> **What is being asked**: Among the lines below, keep only those from the one containing "Per-model name cache." through the one containing "verify every hit", and reproduce them exactly.

(Collected data)
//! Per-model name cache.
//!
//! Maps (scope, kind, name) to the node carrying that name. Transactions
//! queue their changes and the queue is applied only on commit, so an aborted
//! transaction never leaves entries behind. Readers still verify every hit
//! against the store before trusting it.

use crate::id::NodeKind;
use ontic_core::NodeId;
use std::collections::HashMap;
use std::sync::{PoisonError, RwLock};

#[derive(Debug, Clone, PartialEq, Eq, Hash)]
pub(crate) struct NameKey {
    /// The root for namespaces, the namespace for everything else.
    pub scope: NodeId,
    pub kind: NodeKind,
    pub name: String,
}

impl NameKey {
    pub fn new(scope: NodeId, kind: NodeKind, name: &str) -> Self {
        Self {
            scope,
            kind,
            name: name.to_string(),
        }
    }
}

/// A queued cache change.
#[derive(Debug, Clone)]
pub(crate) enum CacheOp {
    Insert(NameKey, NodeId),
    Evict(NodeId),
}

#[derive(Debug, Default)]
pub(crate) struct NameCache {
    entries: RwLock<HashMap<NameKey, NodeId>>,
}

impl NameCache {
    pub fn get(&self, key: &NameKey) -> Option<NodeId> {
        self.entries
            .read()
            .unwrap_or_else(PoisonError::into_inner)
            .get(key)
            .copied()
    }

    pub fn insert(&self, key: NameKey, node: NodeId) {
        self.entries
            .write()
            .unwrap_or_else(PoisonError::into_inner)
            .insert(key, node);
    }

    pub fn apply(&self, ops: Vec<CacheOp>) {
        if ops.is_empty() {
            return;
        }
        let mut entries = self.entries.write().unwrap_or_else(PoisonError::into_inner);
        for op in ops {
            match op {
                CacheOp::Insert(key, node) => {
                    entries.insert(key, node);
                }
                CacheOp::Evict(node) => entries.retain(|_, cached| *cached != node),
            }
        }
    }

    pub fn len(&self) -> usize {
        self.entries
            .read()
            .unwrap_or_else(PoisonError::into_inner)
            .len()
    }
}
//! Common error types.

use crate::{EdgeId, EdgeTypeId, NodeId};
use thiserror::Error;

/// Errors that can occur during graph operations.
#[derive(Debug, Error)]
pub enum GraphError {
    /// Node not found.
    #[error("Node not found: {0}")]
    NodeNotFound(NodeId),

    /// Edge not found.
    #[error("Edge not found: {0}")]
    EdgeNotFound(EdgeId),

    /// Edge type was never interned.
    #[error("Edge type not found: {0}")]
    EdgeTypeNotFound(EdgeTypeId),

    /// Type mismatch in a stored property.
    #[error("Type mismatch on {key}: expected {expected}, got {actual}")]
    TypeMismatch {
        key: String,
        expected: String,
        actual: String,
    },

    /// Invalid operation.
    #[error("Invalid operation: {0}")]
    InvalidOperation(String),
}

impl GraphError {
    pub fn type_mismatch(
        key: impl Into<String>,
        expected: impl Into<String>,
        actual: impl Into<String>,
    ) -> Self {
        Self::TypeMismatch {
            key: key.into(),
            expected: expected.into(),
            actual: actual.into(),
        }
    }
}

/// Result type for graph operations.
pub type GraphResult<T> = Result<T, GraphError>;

==

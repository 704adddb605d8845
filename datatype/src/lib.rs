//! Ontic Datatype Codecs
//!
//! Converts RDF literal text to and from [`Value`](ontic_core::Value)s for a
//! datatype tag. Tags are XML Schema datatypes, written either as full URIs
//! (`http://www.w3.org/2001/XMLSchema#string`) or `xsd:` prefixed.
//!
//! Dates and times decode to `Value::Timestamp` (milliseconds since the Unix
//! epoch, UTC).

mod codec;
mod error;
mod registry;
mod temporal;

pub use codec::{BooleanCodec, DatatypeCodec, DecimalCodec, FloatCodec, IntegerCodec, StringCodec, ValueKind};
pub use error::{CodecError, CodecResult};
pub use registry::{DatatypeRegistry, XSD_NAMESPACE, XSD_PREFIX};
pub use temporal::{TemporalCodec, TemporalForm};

> **Answer box**:
//! Per-model name cache.
//!
//! Maps (scope, kind, name) to the node carrying that name. Transactions
//! queue their changes and the queue is applied only on commit, so an aborted
//! transaction never leaves entries behind. Readers still verify every hit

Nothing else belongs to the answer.